=== Provided data ===

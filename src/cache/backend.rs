//! Cache backend implementations.

use crate::error::ErrorContext;
use crate::{Error, Result};
use async_trait::async_trait;
use lru::LruCache;
use std::num::NonZeroUsize;
use std::sync::{Mutex, MutexGuard};
use std::time::{Duration, Instant};

struct CacheEntry {
    data: Vec<u8>,
    created_at: Instant,
    ttl: Duration,
}

impl CacheEntry {
    fn is_expired(&self) -> bool {
        self.created_at.elapsed() > self.ttl
    }
}

#[async_trait]
pub trait CacheBackend: Send + Sync {
    async fn get(&self, key: &str) -> Result<Option<Vec<u8>>>;
    async fn set(&self, key: &str, value: &[u8], ttl: Duration) -> Result<()>;
    async fn delete(&self, key: &str) -> Result<bool>;
    async fn clear(&self) -> Result<()>;
    async fn len(&self) -> Result<usize>;
    fn name(&self) -> &'static str;
}

/// In-memory LRU cache with per-entry TTL.
pub struct MemoryCache {
    entries: Mutex<LruCache<String, CacheEntry>>,
}

impl MemoryCache {
    /// `max_entries` of 0 is treated as 1.
    pub fn new(max_entries: usize) -> Self {
        let cap = NonZeroUsize::new(max_entries).unwrap_or(NonZeroUsize::MIN);
        Self {
            entries: Mutex::new(LruCache::new(cap)),
        }
    }

    fn lock(&self) -> Result<MutexGuard<'_, LruCache<String, CacheEntry>>> {
        self.entries.lock().map_err(|e| {
            Error::runtime(
                format!("cache lock poisoned: {e}"),
                ErrorContext::new().with_source("memory_cache"),
            )
        })
    }
}

#[async_trait]
impl CacheBackend for MemoryCache {
    async fn get(&self, key: &str) -> Result<Option<Vec<u8>>> {
        let mut entries = self.lock()?;
        let expired = match entries.get(key) {
            Some(entry) if !entry.is_expired() => return Ok(Some(entry.data.clone())),
            Some(_) => true,
            None => false,
        };
        if expired {
            entries.pop(key);
        }
        Ok(None)
    }
    async fn set(&self, key: &str, value: &[u8], ttl: Duration) -> Result<()> {
        self.lock()?.put(
            key.to_string(),
            CacheEntry {
                data: value.to_vec(),
                created_at: Instant::now(),
                ttl,
            },
        );
        Ok(())
    }
    async fn delete(&self, key: &str) -> Result<bool> {
        Ok(self.lock()?.pop(key).is_some())
    }
    async fn clear(&self) -> Result<()> {
        self.lock()?.clear();
        Ok(())
    }
    async fn len(&self) -> Result<usize> {
        Ok(self.lock()?.iter().filter(|(_, e)| !e.is_expired()).count())
    }
    fn name(&self) -> &'static str {
        "memory"
    }
}

pub struct NullCache;
impl NullCache {
    pub fn new() -> Self {
        Self
    }
}
impl Default for NullCache {
    fn default() -> Self {
        Self::new()
    }
}

#[async_trait]
impl CacheBackend for NullCache {
    async fn get(&self, _: &str) -> Result<Option<Vec<u8>>> {
        Ok(None)
    }
    async fn set(&self, _: &str, _: &[u8], _: Duration) -> Result<()> {
        Ok(())
    }
    async fn delete(&self, _: &str) -> Result<bool> {
        Ok(false)
    }
    async fn clear(&self) -> Result<()> {
        Ok(())
    }
    async fn len(&self) -> Result<usize> {
        Ok(0)
    }
    fn name(&self) -> &'static str {
        "null"
    }
}

#[cfg(test)]
mod tests {
    use super::*;

    #[tokio::test]
    async fn test_memory_cache_set_get() {
        let cache = MemoryCache::new(4);
        cache.set("a", b"1", Duration::from_secs(60)).await.unwrap();
        assert_eq!(cache.get("a").await.unwrap(), Some(b"1".to_vec()));
        assert_eq!(cache.get("b").await.unwrap(), None);
        assert_eq!(cache.len().await.unwrap(), 1);
    }

    #[tokio::test]
    async fn test_memory_cache_expiry() {
        let cache = MemoryCache::new(4);
        cache.set("a", b"1", Duration::ZERO).await.unwrap();
        std::thread::sleep(Duration::from_millis(2));
        assert_eq!(cache.get("a").await.unwrap(), None);
        assert_eq!(cache.len().await.unwrap(), 0);
    }

    #[tokio::test]
    async fn test_memory_cache_evicts_least_recent() {
        let cache = MemoryCache::new(2);
        let ttl = Duration::from_secs(60);
        cache.set("a", b"1", ttl).await.unwrap();
        cache.set("b", b"2", ttl).await.unwrap();
        // touch "a" so "b" becomes the eviction candidate
        cache.get("a").await.unwrap();
        cache.set("c", b"3", ttl).await.unwrap();
        assert!(cache.get("a").await.unwrap().is_some());
        assert!(cache.get("b").await.unwrap().is_none());
        assert!(cache.get("c").await.unwrap().is_some());
    }

    #[tokio::test]
    async fn test_memory_cache_delete_and_clear() {
        let cache = MemoryCache::new(4);
        let ttl = Duration::from_secs(60);
        cache.set("a", b"1", ttl).await.unwrap();
        cache.set("b", b"2", ttl).await.unwrap();
        assert!(cache.delete("a").await.unwrap());
        assert!(!cache.delete("a").await.unwrap());
        cache.clear().await.unwrap();
        assert_eq!(cache.len().await.unwrap(), 0);
    }

    #[tokio::test]
    async fn test_null_cache_stores_nothing() {
        let cache = NullCache::new();
        cache.set("a", b"1", Duration::from_secs(60)).await.unwrap();
        assert_eq!(cache.get("a").await.unwrap(), None);
        assert_eq!(cache.name(), "null");
    }
}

===

§ Work required
The records are above. How many lines in them contain the word "bool"? Give the number alone.

§ The answer
4